Although we did not measure anything more than resilience, this trend does seem to resemble related findings from other studies. For example, as mentioned above, 15-years-olds have been found to produce more cortisol (the stress hormone) compared to 13-year-olds, and if that is also true in this sample, it might partly be why the 13-year-olds have the highest resilience here. Their neurochemistry may be relatively more robust against stressors. Other studies have found that, from ages 14 to 17, teenagers tend to experience less negative self-esteem, and tend to grow their capacities for distress tolerance (the ability to accept a situation as it is, even if it is uncomfortable). Having more confidence in oneself, as well as (perhaps even related to) more stoicism in the face of stress, is intimately related to higher resilience – including in adolescents. If this sample also demonstrates these qualities, that may partly explain why we see a rise in resilience from 14 to 17 as well.
At the same time, the vast majority of resilience and adolescent development research is based in the global North and/or high-income countries. In low- to middle-income countries like South Africa, in which this sample is based, a plethora of factors complicate or adjust the picture. To illustrate, one South African study looked at age-related differences in factors that promote continued engagement at school, which is associated with higher adolescent resilience in under-resourced and highly stress-exposed areas. The researchers found that these teenagers’ perceptions of multiple resources, at multiple levels, combined to predict high school engagement (and resilience) among them. For example, experiencing a high degree of guardian warmth was important for both younger and older adolescents, but the younger adolescents also needed a well-resourced school, while the older adolescents needed competent teachers, in combination with this guardian support, to show a positive trajectory of engagement and resilience. Those (younger and older) adolescents who reported lacking these factors tended to have poorer engagement and resilience trajectories.
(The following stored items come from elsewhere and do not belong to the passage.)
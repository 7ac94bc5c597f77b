//! Plain-text visitors for microdata nodes.
//!
//! Both kinds add nothing of their own; the writer still renders children,
//! so scopes read as their content and properties as their display text.

use rw_renderer::{Node, RenderError, TextWriter};

pub(crate) fn pass_through(_w: &mut TextWriter, _node: &Node) -> Result<(), RenderError> {
    Ok(())
}
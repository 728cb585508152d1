//! Interactive menu selecting which run to perform.

use std::io::{self, BufRead, Write};

use crate::types::TxKind;

const MENU: &str = "Choose the action you want to perform:\n\
1. Wrap (Deposit) Ethereum\n\
2. Unwrap (Withdraw) Ethereum\n\
3. Do Both (Sequential with Delay)\n\
4. Interleaving Transactions (Randomized Order)\n\
5. Exit\n\
Enter your choice (1, 2, 3, 4, or 5): ";

/// Printed when option 5 is picked
pub const FAREWELL: &str = "Looser!";

const ORDER_MENU: &str = "\nOrder of swapping to be executed:\n\
1. Wrap (Deposit) First\n\
2. Unwrap (Withdraw) First\n\
Enter the order number you want to run first: ";

/// The run picked from the menu
#[derive(Debug, Clone, Copy, PartialEq, Eq)]
pub enum MenuChoice {
    Batch {
        kind: TxKind,
        count: usize,
    },
    Sequential {
        first: TxKind,
        deposit_count: usize,
        withdraw_count: usize,
    },
    Interleave {
        deposit_count: usize,
        withdraw_count: usize,
    },
    Exit,
}

/// Why the menu ended without a runnable choice
#[derive(Debug, Clone, PartialEq, Eq)]
pub enum MenuRejection {
    InvalidChoice,
    InvalidOrder,
    InvalidCount(TxKind),
    /// Input ended before an answer was given
    Closed,
}

impl MenuRejection {
    pub fn message(&self) -> String {
        match self {
            MenuRejection::InvalidChoice => "Invalid choice.".to_string(),
            MenuRejection::InvalidOrder => "Invalid order choice.".to_string(),
            MenuRejection::InvalidCount(kind) => format!(
                "The number of {} transactions must be greater than 0.",
                match kind {
                    TxKind::Deposit => "deposit",
                    TxKind::Withdraw => "withdrawal",
                }
            ),
            MenuRejection::Closed => "No input received.".to_string(),
        }
    }
}

/// Prompts on `output` and reads answers from `input`
pub struct Menu<R, W> {
    input: R,
    output: W,
}

impl Menu<io::StdinLock<'static>, io::Stdout> {
    pub fn stdio() -> Self {
        Self::new(io::stdin().lock(), io::stdout())
    }
}

impl<R: BufRead, W: Write> Menu<R, W> {
    pub fn new(input: R, output: W) -> Self {
        Self { input, output }
    }

    fn ask(&mut self, prompt: &str) -> Result<String, MenuRejection> {
        write!(self.output, "{}", prompt).map_err(|_| MenuRejection::Closed)?;
        self.output.flush().map_err(|_| MenuRejection::Closed)?;

        let mut line = String::new();
        match self.input.read_line(&mut line) {
            Ok(0) | Err(_) => Err(MenuRejection::Closed),
            Ok(_) => Ok(line.trim().to_string()),
        }
    }

    fn ask_count(&mut self, prompt: &str, kind: TxKind) -> Result<usize, MenuRejection> {
        let answer = self.ask(prompt)?;
        parse_count(&answer).ok_or(MenuRejection::InvalidCount(kind))
    }

    /// Shows the menu and collects the answers for the chosen run
    pub fn prompt(&mut self) -> Result<MenuChoice, MenuRejection> {
        match self.ask(MENU)?.as_str() {
            "1" => {
                let count =
                    self.ask_count("\nHow many Wrap (Deposit) transactions to run? ", TxKind::Deposit)?;
                Ok(MenuChoice::Batch {
                    kind: TxKind::Deposit,
                    count,
                })
            }
            "2" => {
                let count = self.ask_count(
                    "\nHow many Unwrap (Withdraw) transactions to run? ",
                    TxKind::Withdraw,
                )?;
                Ok(MenuChoice::Batch {
                    kind: TxKind::Withdraw,
                    count,
                })
            }
            "3" => {
                let first = match self.ask(ORDER_MENU)?.as_str() {
                    "1" => TxKind::Deposit,
                    "2" => TxKind::Withdraw,
                    _ => return Err(MenuRejection::InvalidOrder),
                };
                let deposit_count = self.ask_count(
                    "\nHow many transactions for Wrap (Deposit) to run? ",
                    TxKind::Deposit,
                )?;
                let withdraw_count = self.ask_count(
                    "How many transactions for Unwrap (Withdraw) to run? ",
                    TxKind::Withdraw,
                )?;
                Ok(MenuChoice::Sequential {
                    first,
                    deposit_count,
                    withdraw_count,
                })
            }
            "4" => {
                let deposit_count = self.ask_count(
                    "\nHow many Wrap (Deposit) transactions to run? ",
                    TxKind::Deposit,
                )?;
                let withdraw_count = self.ask_count(
                    "How many Unwrap (Withdraw) transactions to run? ",
                    TxKind::Withdraw,
                )?;
                Ok(MenuChoice::Interleave {
                    deposit_count,
                    withdraw_count,
                })
            }
            "5" => {
                writeln!(self.output, "{}", FAREWELL).map_err(|_| MenuRejection::Closed)?;
                Ok(MenuChoice::Exit)
            }
            _ => Err(MenuRejection::InvalidChoice),
        }
    }
}

/// Parses a positive transaction count.
///
/// Fractional answers are truncated, so "2.5" runs 2 transactions. Answers that
/// truncate to 0 are rejected.
pub fn parse_count(answer: &str) -> Option<usize> {
    let value = answer
        .trim()
        .parse::<f64>()
        .ok()
        .filter(|v| v.is_finite() && *v > 0.0)?;
    let count = value.trunc() as usize;
    (count > 0).then_some(count)
}
pub mod execution;
pub mod progress;
pub mod transaction;

use alloy::{
    network::{Ethereum, EthereumWallet},
    primitives::Address,
    providers::{Provider, ProviderBuilder},
    signers::local::PrivateKeySigner,
};
use core::fmt;
use std::{sync::Arc, time::Duration};

use crate::{
    error::{Result, WalletError},
    types::{RunSummary, StepReport, TxKind},
};

use self::{
    execution::ExecutionManager, progress::ProgressManager, transaction::TransactionManager,
};

const DEFAULT_GAS_LIMIT: u64 = 100_000;
const DEFAULT_EXPLORER_TX_URL: &str = "https://base.blockscout.com/tx/";
const DEFAULT_UTC_OFFSET_HOURS: i32 = 8;
/// Upper bound for any configured delay or pause
pub const MAX_CONFIGURED_DELAY_SECS: u64 = 86_400;

/// Inclusive bounds for a randomized ether amount
#[derive(Debug, Clone, Copy, PartialEq)]
pub struct AmountRange {
    pub min: f64,
    pub max: f64,
}

/// Configuration for wrap/unwrap runs loaded from environment variables
#[derive(Clone)]
pub struct Config {
    pub rpc_url: String,
    private_key: String,
    /// Address of the WETH contract
    pub weth_address: Address,
    pub gas_limit: u64,
    pub deposit_amount: AmountRange,
    pub withdraw_amount: AmountRange,
    /// Default count for deposit batches
    pub deposit_tx_count: usize,
    /// Default count for withdraw batches
    pub withdraw_tx_count: usize,
    pub min_delay: Duration,
    pub max_delay: Duration,
    /// Pause between the two halves of a sequential run
    pub sequential_pause: Duration,
    /// Prefix a transaction hash is appended to for an explorer link
    pub explorer_tx_url: String,
    /// Offset used when printing block times
    pub utc_offset_hours: i32,
}

impl fmt::Debug for Config {
    fn fmt(&self, f: &mut fmt::Formatter<'_>) -> fmt::Result {
        f.debug_struct("Config")
            .field("rpc_url", &self.rpc_url)
            .field("private_key", &"<redacted>")
            .field("weth_address", &self.weth_address)
            .field("gas_limit", &self.gas_limit)
            .field("deposit_amount", &self.deposit_amount)
            .field("withdraw_amount", &self.withdraw_amount)
            .field("deposit_tx_count", &self.deposit_tx_count)
            .field("withdraw_tx_count", &self.withdraw_tx_count)
            .field("min_delay", &self.min_delay)
            .field("max_delay", &self.max_delay)
            .field("sequential_pause", &self.sequential_pause)
            .field("explorer_tx_url", &self.explorer_tx_url)
            .field("utc_offset_hours", &self.utc_offset_hours)
            .finish()
    }
}

impl Config {
    /// Creates a new Config instance by loading values from environment variables.
    /// This should be called only once during startup.
    pub fn from_env() -> Result<Self> {
        dotenv::dotenv().ok();
        Self::from_lookup(|key| dotenv::var(key).ok())
    }

    /// Builds a Config from any key/value source.
    pub fn from_lookup<F>(lookup: F) -> Result<Self>
    where
        F: Fn(&str) -> Option<String>,
    {
        let required = |key: &str| {
            lookup(key)
                .map(|v| v.trim().to_string())
                .filter(|v| !v.is_empty())
                .ok_or_else(|| WalletError::EnvVarNotFound(key.to_string()))
        };

        let rpc_url = required("RPC_URL")?;
        let private_key = required("WALLET_PRIVATEKEY")?;
        let weth_address = required("WETH_CA")?.parse::<Address>().map_err(|_| {
            WalletError::InvalidEnvVar("WETH_CA must be a valid address".to_string())
        })?;

        let gas_limit = parse_or(&lookup, "GAS_LIMIT", DEFAULT_GAS_LIMIT)?;
        let deposit_amount = amount_range(
            &lookup,
            "DEPOSIT_RANDOM_AMOUNT_MIN",
            "DEPOSIT_RANDOM_AMOUNT_MAX",
        )?;
        let withdraw_amount = amount_range(
            &lookup,
            "WITHDRAW_RANDOM_AMOUNT_MIN",
            "WITHDRAW_RANDOM_AMOUNT_MAX",
        )?;

        let deposit_tx_count = parse_or(&lookup, "DEPOSIT_TX_COUNT", 1usize)?;
        let withdraw_tx_count = parse_or(&lookup, "WITHDRAW_TX_COUNT", 1usize)?;

        let min_delay = delay_secs(&lookup, "MIN_DELAY_SECS", 30)?;
        let max_delay = delay_secs(&lookup, "MAX_DELAY_SECS", 300)?;
        if min_delay > max_delay {
            return Err(WalletError::InvalidEnvVar(
                "MIN_DELAY_SECS must not exceed MAX_DELAY_SECS".to_string(),
            ));
        }
        let sequential_pause = delay_secs(&lookup, "SEQUENTIAL_PAUSE_SECS", 60)?;

        let explorer_tx_url =
            lookup("EXPLORER_TX_URL").unwrap_or_else(|| DEFAULT_EXPLORER_TX_URL.to_string());
        let utc_offset_hours =
            parse_or(&lookup, "DISPLAY_UTC_OFFSET_HOURS", DEFAULT_UTC_OFFSET_HOURS)?;
        if !(-12..=14).contains(&utc_offset_hours) {
            return Err(WalletError::InvalidEnvVar(
                "DISPLAY_UTC_OFFSET_HOURS must be between -12 and 14".to_string(),
            ));
        }

        Ok(Self {
            rpc_url,
            private_key,
            weth_address,
            gas_limit,
            deposit_amount,
            withdraw_amount,
            deposit_tx_count,
            withdraw_tx_count,
            min_delay,
            max_delay,
            sequential_pause,
            explorer_tx_url,
            utc_offset_hours,
        })
    }

    /// Parses the configured private key into a local signer
    pub fn signer(&self) -> Result<PrivateKeySigner> {
        self.private_key
            .trim_start_matches("0x")
            .parse::<PrivateKeySigner>()
            .map_err(|_| {
                WalletError::InvalidEnvVar("WALLET_PRIVATEKEY is not a valid key".to_string())
            })
    }

    pub fn amount_range(&self, kind: TxKind) -> AmountRange {
        match kind {
            TxKind::Deposit => self.deposit_amount,
            TxKind::Withdraw => self.withdraw_amount,
        }
    }

    pub fn default_count(&self, kind: TxKind) -> usize {
        match kind {
            TxKind::Deposit => self.deposit_tx_count,
            TxKind::Withdraw => self.withdraw_tx_count,
        }
    }
}

fn parse_or<F, T>(lookup: &F, key: &str, default: T) -> Result<T>
where
    F: Fn(&str) -> Option<String>,
    T: std::str::FromStr,
{
    match lookup(key).map(|v| v.trim().to_string()) {
        Some(v) if !v.is_empty() => v
            .parse::<T>()
            .map_err(|_| WalletError::InvalidEnvVar(format!("{} has an invalid value: {}", key, v))),
        _ => Ok(default),
    }
}

fn delay_secs<F>(lookup: &F, key: &str, default: u64) -> Result<Duration>
where
    F: Fn(&str) -> Option<String>,
{
    let secs = parse_or(lookup, key, default)?;
    if secs > MAX_CONFIGURED_DELAY_SECS {
        return Err(WalletError::InvalidEnvVar(format!(
            "{} must not exceed {} seconds",
            key, MAX_CONFIGURED_DELAY_SECS
        )));
    }
    Ok(Duration::from_secs(secs))
}

fn amount_range<F>(lookup: &F, min_key: &str, max_key: &str) -> Result<AmountRange>
where
    F: Fn(&str) -> Option<String>,
{
    let parse = |key: &str| -> Result<f64> {
        let raw = lookup(key).ok_or_else(|| WalletError::EnvVarNotFound(key.to_string()))?;
        let value = raw.trim().parse::<f64>().map_err(|_| {
            WalletError::InvalidEnvVar(format!("{} must be a number", key))
        })?;
        if !value.is_finite() || value < 0.0 {
            return Err(WalletError::InvalidEnvVar(format!(
                "{} must be a non-negative number",
                key
            )));
        }
        Ok(value)
    };

    let min = parse(min_key)?;
    let max = parse(max_key)?;
    if min > max {
        return Err(WalletError::InvalidEnvVar(format!(
            "{} must not exceed {}",
            min_key, max_key
        )));
    }
    Ok(AmountRange { min, max })
}

/// Manages the wallet, its provider and the execution of wrap/unwrap steps
pub struct WalletManager {
    pub provider: Arc<dyn Provider<Ethereum>>,
    pub config: Config,
    transaction_manager: TransactionManager,
    progress_manager: ProgressManager,
    execution_manager: ExecutionManager,
}

impl WalletManager {
    /// Connects to the configured RPC endpoint and creates a WalletManager
    ///
    /// # Arguments
    /// * `config` - Loaded configuration
    ///
    /// # Returns
    /// * `Result<Self>` - New WalletManager instance or error
    pub async fn connect(config: Config) -> Result<Self> {
        let signer = config.signer()?;
        let wallet = EthereumWallet::new(signer);

        let provider: Arc<dyn Provider<Ethereum>> = Arc::new(
            ProviderBuilder::new()
                .connect(&config.rpc_url)
                .await
                .map_err(|e| WalletError::ProviderError(format!("Failed to connect: {}", e)))?,
        );

        Ok(Self::new(provider, wallet, config))
    }

    /// Creates a WalletManager on top of an existing provider
    pub fn new(provider: Arc<dyn Provider<Ethereum>>, wallet: EthereumWallet, config: Config) -> Self {
        let transaction_manager =
            TransactionManager::new(provider.clone(), wallet, config.clone());
        let progress_manager = ProgressManager::new(config.clone());
        let execution_manager = ExecutionManager::new(config.clone());

        Self {
            provider,
            config,
            transaction_manager,
            progress_manager,
            execution_manager,
        }
    }

    /// Address of the signing wallet
    pub fn address(&self) -> Address {
        self.transaction_manager.address()
    }

    /// Executes a single wrap or unwrap step and prints its outcome
    pub async fn execute_step(&self, kind: TxKind, index: Option<usize>) -> Result<StepReport> {
        self.execution_manager
            .execute_step(kind, index, &self.transaction_manager, &self.progress_manager)
            .await
    }

    /// Runs `count` steps of one kind in this process with randomized delays
    pub async fn run_batch(&self, kind: TxKind, count: usize) -> Result<RunSummary> {
        self.execution_manager
            .run_batch(kind, count, &self.transaction_manager, &self.progress_manager)
            .await
    }
}

#[cfg(test)]
mod tests {
    use super::*;
    use std::collections::HashMap;

    fn base_env() -> HashMap<&'static str, &'static str> {
        HashMap::from([
            ("RPC_URL", "http://127.0.0.1:8545"),
            (
                "WALLET_PRIVATEKEY",
                "0xac0974bec39a17e36ba4a6b4d238ff944bacb478cbed5efcae784d7bf4f2ff80",
            ),
            ("WETH_CA", "0x4200000000000000000000000000000000000006"),
            ("DEPOSIT_RANDOM_AMOUNT_MIN", "0.0001"),
            ("DEPOSIT_RANDOM_AMOUNT_MAX", "0.0005"),
            ("WITHDRAW_RANDOM_AMOUNT_MIN", "0.0001"),
            ("WITHDRAW_RANDOM_AMOUNT_MAX", "0.0003"),
        ])
    }

    fn load(env: &HashMap<&'static str, &'static str>) -> Result<Config> {
        Config::from_lookup(|key| env.get(key).map(|v| v.to_string()))
    }

    #[test]
    fn defaults_apply() {
        let config = load(&base_env()).unwrap();
        assert_eq!(config.gas_limit, DEFAULT_GAS_LIMIT);
        assert_eq!(config.min_delay, Duration::from_secs(30));
        assert_eq!(config.max_delay, Duration::from_secs(300));
        assert_eq!(config.sequential_pause, Duration::from_secs(60));
        assert_eq!(config.utc_offset_hours, 8);
        assert_eq!(config.explorer_tx_url, DEFAULT_EXPLORER_TX_URL);
        assert_eq!(config.default_count(TxKind::Withdraw), 1);
        assert_eq!(config.amount_range(TxKind::Withdraw).max, 0.0003);
    }

    #[test]
    fn signer_parses_and_debug_redacts() {
        let config = load(&base_env()).unwrap();
        let signer = config.signer().unwrap();
        assert_eq!(
            signer.address(),
            "0xf39Fd6e51aad88F6F4ce6aB8827279cffFb92266"
                .parse::<Address>()
                .unwrap()
        );
        let debug = format!("{:?}", config);
        assert!(debug.contains("<redacted>"));
        assert!(!debug.contains("ac0974bec39a17e3"));
    }

    #[test]
    fn missing_required_var() {
        let mut env = base_env();
        env.remove("WETH_CA");
        assert!(matches!(load(&env), Err(WalletError::EnvVarNotFound(key)) if key == "WETH_CA"));
    }

    #[test]
    fn inverted_amount_bounds_rejected() {
        let mut env = base_env();
        env.insert("DEPOSIT_RANDOM_AMOUNT_MIN", "0.01");
        env.insert("DEPOSIT_RANDOM_AMOUNT_MAX", "0.001");
        assert!(matches!(load(&env), Err(WalletError::InvalidEnvVar(_))));
    }

    #[test]
    fn invalid_numbers_rejected() {
        let mut env = base_env();
        env.insert("GAS_LIMIT", "lots");
        assert!(matches!(load(&env), Err(WalletError::InvalidEnvVar(_))));

        let mut env = base_env();
        env.insert("MIN_DELAY_SECS", "400");
        assert!(matches!(load(&env), Err(WalletError::InvalidEnvVar(_))));
    }

    #[test]
    fn overrides_are_read() {
        let mut env = base_env();
        env.insert("GAS_LIMIT", "60000");
        env.insert("DEPOSIT_TX_COUNT", "7");
        env.insert("MIN_DELAY_SECS", "0");
        env.insert("MAX_DELAY_SECS", "0");
        env.insert("DISPLAY_UTC_OFFSET_HOURS", "-5");
        let config = load(&env).unwrap();
        assert_eq!(config.gas_limit, 60_000);
        assert_eq!(config.default_count(TxKind::Deposit), 7);
        assert_eq!(config.max_delay, Duration::ZERO);
        assert_eq!(config.utc_offset_hours, -5);
    }

    #[test]
    fn oversized_delays_rejected() {
        for key in ["MIN_DELAY_SECS", "MAX_DELAY_SECS", "SEQUENTIAL_PAUSE_SECS"] {
            let mut env = base_env();
            env.insert("MIN_DELAY_SECS", "0");
            env.insert(key, "18446744073709551615");
            assert!(
                matches!(load(&env), Err(WalletError::InvalidEnvVar(msg)) if msg.contains(key)),
                "{} accepted",
                key
            );
        }

        let mut env = base_env();
        env.insert("MAX_DELAY_SECS", "86400");
        env.insert("SEQUENTIAL_PAUSE_SECS", "86400");
        let config = load(&env).unwrap();
        assert_eq!(config.max_delay, Duration::from_secs(MAX_CONFIGURED_DELAY_SECS));
    }
}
It may be the case, then, that differences in adolescents’ perceived availability of guardian warmth, school resources, competent educators – and perhaps a host of other factors – are at play in our South African sample, influencing the slight U-shaped pattern we observed in resilience scores. The ultimate reasons for why we observed it, however, are not currently accessible. This points to the need to conduct more research into adolescent development in low- to middle-income environments, where under-represented populations face unique challenges. Identifying the factors that hinder and promote adolescent resilience at different ages is essential to curb the development of psychiatric difficulties before adulthood. Thankfully, the Neurozone® Adolescent Resilience Index is one tool that can be of significant service in that endeavor.